Oncol Lett. 2025 Jun 2;30(2):376. doi: 10.3892/ol.2025.15122. eCollection 2025 Aug.
The present study aimed to investigate the safety and efficacy of the combination of axitinib, toripalimab and stereotactic ablative body radiotherapy (SABR) in the treatment of recurrent or metastatic renal cell carcinoma (RCC). The present study was a single-center, prospective study in which all patients received a treatment regimen consisting of axitinib combined with toripalimab and comprehensive multi-lesion SABR. The primary endpoint was progression-free survival (PFS)1 (start of radiotherapy to first disease progression), while secondary endpoints included PFS2 (start of radiotherapy to second-line systemic treatment due to disease progression), overall survival (OS), local control, objective response rate (ORR) and disease control rate (DCR). Adverse events were assessed according to the Common Terminology Criteria for Adverse Events version 5.0. A total of 30 patients were enrolled, of whom 21 (70.0%) had clear cell carcinoma and 23 (76.7%) had oligometastatic disease. The median follow-up time was 17.8 months (range, 1.2-47.7 months). The overall ORR was 60.0%, and the DCR was 80.0%, with a DCR of 96.7% for the irradiated lesions and 83.3% for the non-irradicated lesions. The median PFS1 time was 20.3 months (95% CI, 5.2-35.4 months), and the median OS was 44.8 months (95% CI, 20.0-69.6 months), while the median PFS2 time was not reached. As of September 2024, 24 out of 30 patients remained alive, with 15 experiencing disease progression. Subgroup analysis revealed that PFS1 was significantly longer when radiotherapy was administered before treatment failure compared with after (28.6 vs. 6.9 months; P=0.014). Regarding adverse events, the most common were diarrhea and fatigue, with grade ≥3 adverse events occurring in 50.0% of patients. In conclusion, mid-term analysis results show that the combination therapy of axitinib, toripalimab and SABR has achieved satisfactory survival outcomes in patients with recurrent or metastatic RCC, with manageable adverse reactions. Long-term follow-up data are still needed for validation. The present trial was retrospectively at clinicaltrials.gov (registration no. NCT06889649; 03-03-2025).

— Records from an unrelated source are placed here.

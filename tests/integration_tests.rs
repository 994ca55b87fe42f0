//! End-to-end integration tests

mod test_data_gen;

use std::collections::BTreeMap;
use std::fs;

use bagunion_core::config::{EngineConfig, StrategyKind};
use bagunion_core::report::RunReport;
use bagunion_core::{Error, Record};
use bagunion_exec::{Engine, ExecError, Phase};
use bagunion_io::count_records;
use test_data_gen::{
    create_temp_dir, generate_random_records, make_record, read_records, read_union_output,
    write_records,
};

fn config_for(dir: &std::path::Path, mem_limit_bytes: u64) -> EngineConfig {
    EngineConfig {
        mem_limit_bytes,
        scratch_dir: dir.join("scratch").display().to_string(),
        ..EngineConfig::default()
    }
}

fn expected_union(left: &[Record], right: &[Record]) -> Vec<(Record, u64)> {
    let mut m: BTreeMap<Record, u64> = BTreeMap::new();
    for r in left.iter().chain(right) {
        *m.entry(r.clone()).or_insert(0) += 1;
    }
    m.into_iter().collect()
}

#[test]
fn test_end_to_end_small_budget() {
    let dir = create_temp_dir("e2e-small");
    let left = generate_random_records(1_500, 400, 100);
    let right = generate_random_records(900, 400, 200);
    let (a, b, out) = (dir.join("T1.txt"), dir.join("T2.txt"), dir.join("union.txt"));
    write_records(&a, &left);
    write_records(&b, &right);

    // 20_000 bytes -> 12_000 usable -> 121 records per run, fan-in 2.
    let mut engine = Engine::new(config_for(&dir, 20_000)).unwrap();
    assert_eq!(engine.budget().records, 121);
    let report = engine.bag_union(&a, &b, &out).unwrap();

    let got = read_union_output(&out);
    assert_eq!(got, expected_union(&left, &right));
    assert_eq!(report.metrics.distinct_tuples as usize, got.len());

    assert_eq!(report.relations.len(), 2);
    assert_eq!(report.relations[0].records, 1_500);
    assert_eq!(report.relations[0].runs_generated, 13);
    assert_eq!(report.relations[1].runs_generated, 8);
    assert!(report.relations.iter().all(|r| r.merge_passes >= 3));

    // The sorted relations stay in the scratch dir; runs do not.
    let sorted_left = read_records(&dir.join("scratch").join("T1_sorted.txt"));
    assert_eq!(sorted_left.len(), 1_500);
    let leftover_runs = fs::read_dir(dir.join("scratch"))
        .unwrap()
        .filter_map(|e| e.ok())
        .filter(|e| e.file_name().to_string_lossy().ends_with(".tmp"))
        .count();
    assert_eq!(leftover_runs, 0);

    let counted = count_records(&out).unwrap();
    assert_eq!(counted.records, report.metrics.distinct_tuples);
    assert_eq!(counted.blocks, report.metrics.output_blocks);
}

#[test]
fn test_strategies_and_output_modes_agree() {
    let dir = create_temp_dir("e2e-modes");
    let left = generate_random_records(600, 90, 7);
    let right = generate_random_records(300, 90, 8);
    let (a, b) = (dir.join("T1.txt"), dir.join("T2.txt"));
    write_records(&a, &left);
    write_records(&b, &right);

    let mut outputs = Vec::new();
    let mut reports: Vec<RunReport> = Vec::new();
    for (strategy, buffered) in [
        (StrategyKind::Kway, false),
        (StrategyKind::Kway, true),
        (StrategyKind::Pairwise, false),
        (StrategyKind::Pairwise, true),
    ] {
        let out = dir.join(format!("out-{}-{}.txt", strategy, buffered));
        let mut cfg = config_for(&dir, 60_000);
        cfg.strategy = strategy;
        cfg.buffered_output = buffered;
        let report = Engine::new(cfg)
            .unwrap()
            .bag_union(&a, &b, &out)
            .unwrap();
        assert_eq!(report.strategy, strategy);
        outputs.push(fs::read_to_string(&out).unwrap());
        reports.push(report);
    }

    assert!(outputs.windows(2).all(|w| w[0] == w[1]));
    assert!(reports.windows(2).all(|w| w[0].metrics == w[1].metrics));
}

#[test]
fn test_report_serializes_to_json() {
    let dir = create_temp_dir("e2e-json");
    let (a, b, out) = (dir.join("T1.txt"), dir.join("T2.txt"), dir.join("union.txt"));
    write_records(&a, &[make_record(1), make_record(1)]);
    write_records(&b, &[make_record(2)]);

    let report = Engine::new(config_for(&dir, 1024 * 1024))
        .unwrap()
        .bag_union(&a, &b, &out)
        .unwrap();
    let json = serde_json::to_value(&report).unwrap();
    assert_eq!(json["metrics"]["distinct_tuples"], 2);
    assert_eq!(json["strategy"], "kway");
    assert_eq!(json["phases"].as_array().unwrap().len(), 3);
    assert_eq!(json["phases"][2]["phase"], "bag-union");

    let back: RunReport = serde_json::from_value(json).unwrap();
    assert_eq!(back.metrics, report.metrics);
}

#[test]
fn test_missing_input_names_phase_and_file() {
    let dir = create_temp_dir("e2e-missing");
    let b = dir.join("T2.txt");
    write_records(&b, &[make_record(1)]);
    let missing = dir.join("nope.txt");

    let mut engine = Engine::new(config_for(&dir, 1024 * 1024)).unwrap();
    let err = engine
        .bag_union(&missing, &b, dir.join("out.txt"))
        .unwrap_err();
    assert_eq!(err.phase(), Some(Phase::SortLeft));
    assert!(matches!(
        err.engine_error(),
        Some(Error::MissingOrUnreadableFile { .. })
    ));
    assert!(err.to_string().contains("nope.txt"));
}

#[test]
fn test_config_from_env_lookup() {
    let cfg = EngineConfig::from_lookup(|key| match key {
        "BAGUNION_MEM_LIMIT_BYTES" => Some("0".into()),
        "BAGUNION_STRATEGY" => Some("pairwise".into()),
        "BAGUNION_BUFFERED_OUTPUT" => Some("true".into()),
        _ => None,
    });
    assert_eq!(cfg.strategy, StrategyKind::Pairwise);
    assert!(cfg.buffered_output);
    assert!(matches!(Engine::new(cfg), Err(ExecError::Config(_))));
}
//! Buffered, line-oriented record readers and writers.
//!
//! Both wrap `BufReader`/`BufWriter` with an explicit capacity to bound the
//! in-flight buffer, and both report every line to the caller's
//! `IoCostTracker`. Files are closed when the value is dropped; a writer that
//! is dropped without `finish` also removes its half-written file.

use std::fs::{self, File};
use std::io::{BufRead, BufReader, BufWriter, Write};
use std::path::{Path, PathBuf};

use bagunion_core::budget::BLOCK_CAPACITY;
use bagunion_core::error::{Error, Result};
use bagunion_core::record::{Record, RECORD_WIDTH};
use bagunion_mem::guard::ScratchGuard;
use bagunion_mem::tracking::IoCostTracker;

/// Default per-file buffer (bytes).
pub const DEFAULT_BUF_CAPACITY: usize = 64 * 1024;

/// Buffer for a sorted run: one block of newline-terminated records. The merge
/// fan-in is sized so that one such buffer per open run fits the budget.
pub const RUN_BUF_CAPACITY: usize = BLOCK_CAPACITY * (RECORD_WIDTH + 1);

/// Sequential reader over a one-record-per-line file.
pub struct RecordReader {
    inner: BufReader<File>,
    path: PathBuf,
    line_no: u64,
    line: String,
}

impl RecordReader {
    pub fn open(path: impl AsRef<Path>) -> Result<Self> {
        Self::with_capacity(DEFAULT_BUF_CAPACITY, path)
    }

    /// Open a run file with a one-block buffer.
    pub fn open_run(path: impl AsRef<Path>) -> Result<Self> {
        Self::with_capacity(RUN_BUF_CAPACITY, path)
    }

    /// Open with a fixed internal buffer size. Missing or unreadable files are
    /// reported as `MissingOrUnreadableFile`.
    pub fn with_capacity(capacity: usize, path: impl AsRef<Path>) -> Result<Self> {
        let path = path.as_ref().to_path_buf();
        let file = File::open(&path).map_err(|e| Error::open(&path, e))?;
        Ok(Self {
            inner: BufReader::with_capacity(capacity, file),
            path,
            line_no: 0,
            line: String::new(),
        })
    }

    pub fn path(&self) -> &Path {
        &self.path
    }

    pub fn capacity(&self) -> usize {
        self.inner.capacity()
    }

    /// 1-based number of the last line returned.
    pub fn line_no(&self) -> u64 {
        self.line_no
    }

    /// Next raw line without its `\n`, or `None` at end of file.
    pub fn read_line(&mut self, io: &mut IoCostTracker) -> Result<Option<&str>> {
        self.line.clear();
        let n = self
            .inner
            .read_line(&mut self.line)
            .map_err(|e| Error::io(&self.path, e))?;
        if n == 0 {
            return Ok(None);
        }
        self.line_no += 1;
        io.note_read();
        if self.line.ends_with('\n') {
            self.line.pop();
        }
        Ok(Some(&self.line))
    }

    /// Next decoded record, or `None` at end of file. Decode failures carry
    /// the file path and line number.
    pub fn next_record(&mut self, io: &mut IoCostTracker) -> Result<Option<Record>> {
        let decoded = match self.read_line(io)? {
            None => return Ok(None),
            Some(line) => Record::decode(line),
        };
        decoded
            .map(Some)
            .map_err(|e| e.at_line(&self.path, self.line_no))
    }
}

/// Sequential writer producing a one-line-per-entry file.
pub struct RecordWriter {
    inner: BufWriter<File>,
    guard: ScratchGuard,
    written: u64,
}

impl RecordWriter {
    pub fn create(path: impl AsRef<Path>) -> Result<Self> {
        Self::with_capacity(DEFAULT_BUF_CAPACITY, path)
    }

    pub fn create_run(path: impl AsRef<Path>) -> Result<Self> {
        Self::with_capacity(RUN_BUF_CAPACITY, path)
    }

    /// Create (or truncate) `path`, creating parent directories if needed.
    pub fn with_capacity(capacity: usize, path: impl AsRef<Path>) -> Result<Self> {
        let path = path.as_ref();
        if let Some(parent) = path.parent().filter(|p| !p.as_os_str().is_empty()) {
            fs::create_dir_all(parent).map_err(|e| Error::io(parent, e))?;
        }
        let file = File::create(path).map_err(|e| Error::io(path, e))?;
        Ok(Self {
            inner: BufWriter::with_capacity(capacity, file),
            guard: ScratchGuard::new(path),
            written: 0,
        })
    }

    pub fn path(&self) -> &Path {
        self.guard.path()
    }

    pub fn capacity(&self) -> usize {
        self.inner.capacity()
    }

    /// Lines written so far.
    pub fn written(&self) -> u64 {
        self.written
    }

    pub fn write_record(&mut self, record: &Record, io: &mut IoCostTracker) -> Result<()> {
        self.write_line(record.encode(), io)
    }

    pub fn write_line(&mut self, line: &str, io: &mut IoCostTracker) -> Result<()> {
        self.inner
            .write_all(line.as_bytes())
            .and_then(|_| self.inner.write_all(b"\n"))
            .map_err(|e| Error::io(self.guard.path(), e))?;
        self.written += 1;
        io.note_write();
        Ok(())
    }

    /// Flush and keep the file. Returns its path and line count.
    pub fn finish(mut self) -> Result<(PathBuf, u64)> {
        self.inner
            .flush()
            .map_err(|e| Error::io(self.guard.path(), e))?;
        let written = self.written;
        Ok((self.guard.commit(), written))
    }
}
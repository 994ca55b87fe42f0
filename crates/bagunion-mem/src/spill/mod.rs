//! Run-file bookkeeping for external sorting.
//!
//! `RunStore` hands out run paths, remembers which runs are still live, and
//! deletes or adopts them once consumed. It never touches file contents; the
//! I/O layer writes and reads the lines.

pub mod segment;

use std::collections::BTreeMap;
use std::fs;
use std::path::{Path, PathBuf};

use bagunion_core::error::{Error, Result};
use bagunion_core::id::RunId;

pub use segment::{RunMeta, RunName};

/// Central registry for the run files of one relation.
#[derive(Debug)]
pub struct RunStore {
    root_dir: PathBuf,
    prefix: String,
    next_run: u64,
    live: BTreeMap<RunId, RunMeta>,
}

impl RunStore {
    /// Create a store rooted at `root_dir`; the directory is created if missing.
    pub fn new(root_dir: impl Into<PathBuf>, prefix: impl Into<String>) -> Result<Self> {
        let root_dir = root_dir.into();
        fs::create_dir_all(&root_dir).map_err(|e| Error::io(&root_dir, e))?;
        Ok(Self {
            root_dir,
            prefix: prefix.into(),
            next_run: 1,
            live: BTreeMap::new(),
        })
    }

    /// Reserve the next run id and its path. Nothing is created on disk.
    pub fn allocate(&mut self) -> (RunId, RunName, PathBuf) {
        let id = RunId::new(self.next_run);
        self.next_run += 1;
        let name = RunName::new(&self.prefix, id);
        let path = self.root_dir.join(&name.0);
        (id, name, path)
    }

    /// Record a completed run as live.
    pub fn register(&mut self, id: RunId, name: RunName, path: PathBuf, records: u64) -> RunMeta {
        let meta = RunMeta {
            id,
            name,
            path,
            records,
        };
        #[cfg(feature = "tracing")]
        tracing::debug!(run = %meta.name, records, "run registered");
        self.live.insert(id, meta.clone());
        meta
    }

    /// Delete a consumed run. Idempotent: a run already gone is not an error.
    pub fn delete(&mut self, run: &RunMeta) -> Result<()> {
        self.live.remove(&run.id);
        match fs::remove_file(&run.path) {
            Ok(()) => {
                #[cfg(feature = "tracing")]
                tracing::debug!(run = %run.name, "run deleted");
                Ok(())
            }
            Err(e) if e.kind() == std::io::ErrorKind::NotFound => Ok(()),
            Err(e) => Err(Error::io(&run.path, e)),
        }
    }

    /// Move a run to `dest`, removing it from the live set.
    ///
    /// Returns `Ok(false)` when the rename is not possible (e.g. across
    /// filesystems); the run is left in place and live so the caller can copy it.
    pub fn adopt(&mut self, run: &RunMeta, dest: &Path) -> Result<bool> {
        if !run.path.exists() {
            return Err(Error::open(
                &run.path,
                std::io::Error::new(std::io::ErrorKind::NotFound, "run file missing"),
            ));
        }
        if let Some(parent) = dest.parent().filter(|p| !p.as_os_str().is_empty()) {
            fs::create_dir_all(parent).map_err(|e| Error::io(parent, e))?;
        }
        match fs::rename(&run.path, dest) {
            Ok(()) => {
                self.live.remove(&run.id);
                #[cfg(feature = "tracing")]
                tracing::debug!(run = %run.name, dest = %dest.display(), "run adopted");
                Ok(true)
            }
            Err(_) => Ok(false),
        }
    }

    /// Runs registered and not yet deleted or adopted, in id order.
    pub fn live_runs(&self) -> Vec<RunMeta> {
        self.live.values().cloned().collect()
    }

    /// Delete every live run. Used on error paths and at teardown.
    pub fn cleanup(&mut self) -> Result<()> {
        for run in self.live_runs() {
            self.delete(&run)?;
        }
        Ok(())
    }
}
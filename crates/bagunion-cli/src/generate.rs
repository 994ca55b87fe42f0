//! Synthetic student-record generator for the `generate` subcommand.

use std::path::Path;

use rand::rngs::StdRng;
use rand::seq::SliceRandom;
use rand::{Rng, SeedableRng};

use bagunion_core::{Record, Result};
use bagunion_io::buf::RecordWriter;
use bagunion_mem::tracking::IoCostTracker;

const FIRST_NAMES: &[&str] = &[
    "John", "Mary", "Alice", "Bob", "David", "Sarah", "Kevin", "Laura", "Emily", "Michael",
];

const LAST_NAMES: &[&str] = &[
    "Smith", "Johnson", "Brown", "Lee", "Martin", "Garcia", "Lopez", "Wilson", "Taylor", "Clark",
];

const STREET_NAMES: &[&str] = &[
    "Maisonneuve West",
    "Sherbrooke Street",
    "Saint Catherine",
    "Guy Street",
    "Peel Street",
    "Saint Denis",
    "Saint Laurent",
    "Crescent Street",
    "Park Avenue",
    "Bishop Street",
];

const STREET_TYPES: &[&str] = &["St", "Ave", "Blvd", "Rd"];

const DEPARTMENTS: &[u32] = &[444, 555, 666, 777];

/// `digits` random decimal digits with a non-zero leading digit.
fn numeric(rng: &mut impl Rng, digits: usize) -> String {
    let mut s = String::with_capacity(digits);
    s.push(char::from(b'0' + rng.gen_range(1..=9u8)));
    for _ in 1..digits {
        s.push(char::from(b'0' + rng.gen_range(0..=9u8)));
    }
    s
}

fn pick<'a>(rng: &mut impl Rng, items: &[&'a str]) -> &'a str {
    items.choose(rng).copied().unwrap_or_default()
}

/// One well-formed record. The codec pads every field to its width.
pub fn random_record(rng: &mut impl Rng) -> Result<Record> {
    let student_id = numeric(rng, 8);
    let first = pick(rng, FIRST_NAMES);
    let last = pick(rng, LAST_NAMES);
    let dept = DEPARTMENTS.choose(rng).copied().unwrap_or(444).to_string();
    let program = rng.gen_range(100..1000u32).to_string();
    let sin = numeric(rng, 9);
    let address = format!(
        "{} {} {}, Montreal, QC, H3G 1M8",
        rng.gen_range(100..10_000u32),
        pick(rng, STREET_NAMES),
        pick(rng, STREET_TYPES),
    );
    Record::from_fields([
        student_id.as_str(),
        first,
        last,
        dept.as_str(),
        program.as_str(),
        sin.as_str(),
        address.as_str(),
    ])
}

/// Write `count` random records to `path`. A fixed `seed` makes the output
/// reproducible.
pub fn write_records(path: impl AsRef<Path>, count: u64, seed: Option<u64>) -> Result<u64> {
    let mut rng = match seed {
        Some(seed) => StdRng::seed_from_u64(seed),
        None => StdRng::from_entropy(),
    };
    // Generation is not part of any measured phase.
    let mut io = IoCostTracker::new();
    let mut writer = RecordWriter::create(path)?;
    for _ in 0..count {
        writer.write_record(&random_record(&mut rng)?, &mut io)?;
    }
    let (_, written) = writer.finish()?;
    Ok(written)
}
//! Record counter: lines in a file and the blocks they occupy.

use std::fs::File;
use std::io::{BufRead, BufReader};
use std::path::Path;

use serde::{Deserialize, Serialize};

use bagunion_core::budget::blocks_for_tuples;
use bagunion_core::error::{Error, Result};

use crate::buf::DEFAULT_BUF_CAPACITY;

#[derive(Debug, Clone, Copy, PartialEq, Eq, Serialize, Deserialize)]
pub struct RecordCount {
    pub records: u64,
    pub blocks: u64,
}

/// Count lines (a final line without `\n` still counts). Content is not
/// decoded, so malformed lines are counted too.
pub fn count_records(path: impl AsRef<Path>) -> Result<RecordCount> {
    let path = path.as_ref();
    let file = File::open(path).map_err(|e| Error::open(path, e))?;
    let mut reader = BufReader::with_capacity(DEFAULT_BUF_CAPACITY, file);
    let mut buf = Vec::new();
    let mut records = 0u64;
    loop {
        buf.clear();
        let n = reader
            .read_until(b'\n', &mut buf)
            .map_err(|e| Error::io(path, e))?;
        if n == 0 {
            break;
        }
        records += 1;
    }
    Ok(RecordCount {
        records,
        blocks: blocks_for_tuples(records),
    })
}

#[cfg(test)]
mod tests {
    use super::*;

    #[test]
    fn counts_lines_and_blocks() {
        let dir = std::env::temp_dir().join("bagunion-count-tests");
        std::fs::create_dir_all(&dir).unwrap();
        let path = dir.join("lines.txt");
        let body: String = (0..41).map(|i| format!("line {i}\n")).collect();
        std::fs::write(&path, format!("{body}no newline")).unwrap();

        let c = count_records(&path).unwrap();
        assert_eq!(c.records, 42);
        assert_eq!(c.blocks, 2);
        let _ = std::fs::remove_dir_all(dir);
    }

    #[test]
    fn empty_file_is_zero() {
        let dir = std::env::temp_dir().join("bagunion-count-tests-empty");
        std::fs::create_dir_all(&dir).unwrap();
        let path = dir.join("empty.txt");
        std::fs::write(&path, "").unwrap();
        assert_eq!(count_records(&path).unwrap(), RecordCount { records: 0, blocks: 0 });
        let _ = std::fs::remove_dir_all(dir);
    }
}
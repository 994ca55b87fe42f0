//! Phase 1: external sort of one relation.

pub mod external;
pub mod run;
pub mod strategy;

本研究旨在探讨阿昔替尼、托瑞帕利单抗和立体定向消融体部放疗(SABR)联合治疗复发性或转移性肾细胞癌(RCC)的安全性和有效性。本研究是一项单中心前瞻性研究,所有患者均接受由阿昔替尼联合托瑞帕利单抗及多病灶综合SABR组成的治疗方案。主要终点为无进展生存期(PFS)1(从放疗开始至首次疾病进展),次要终点包括PFS2(从放疗开始至因疾病进展进行二线全身治疗)、总生存期(OS)、局部控制、客观缓解率(ORR)和疾病控制率(DCR)。根据《不良事件通用术语标准》第5.0版评估不良事件。共纳入30例患者,其中21例(70.0%)为透明细胞癌,23例(76.7%)为寡转移疾病。中位随访时间为17.8个月(范围1.2 - 47.7个月)。总体ORR为60.0%,DCR为80.0%,照射病灶的DCR为96.7%,未照射病灶的DCR为83.3%。中位PFS1时间为20.3个月(95%CI,5.2 - 35.4个月),中位OS为44.8个月(95%CI,20.0 - 69.6个月),而中位PFS2时间未达到。截至2024年9月,30例患者中有24例仍存活,15例出现疾病进展。亚组分析显示,与治疗失败后相比,在治疗失败前进行放疗时PFS1显著更长(28.6对6.9个月;P = 0.014)。关于不良事件,最常见的是腹泻和疲劳,50.0%的患者发生≥3级不良事件。总之,中期分析结果表明,阿昔替尼、托瑞帕利单抗和SABR联合治疗在复发性或转移性RCC患者中取得了令人满意的生存结果,不良反应可控。仍需要长期随访数据进行验证。本试验在clinicaltrials.gov上进行了回顾性注册(注册号NCT06889649;2025年3月3日)。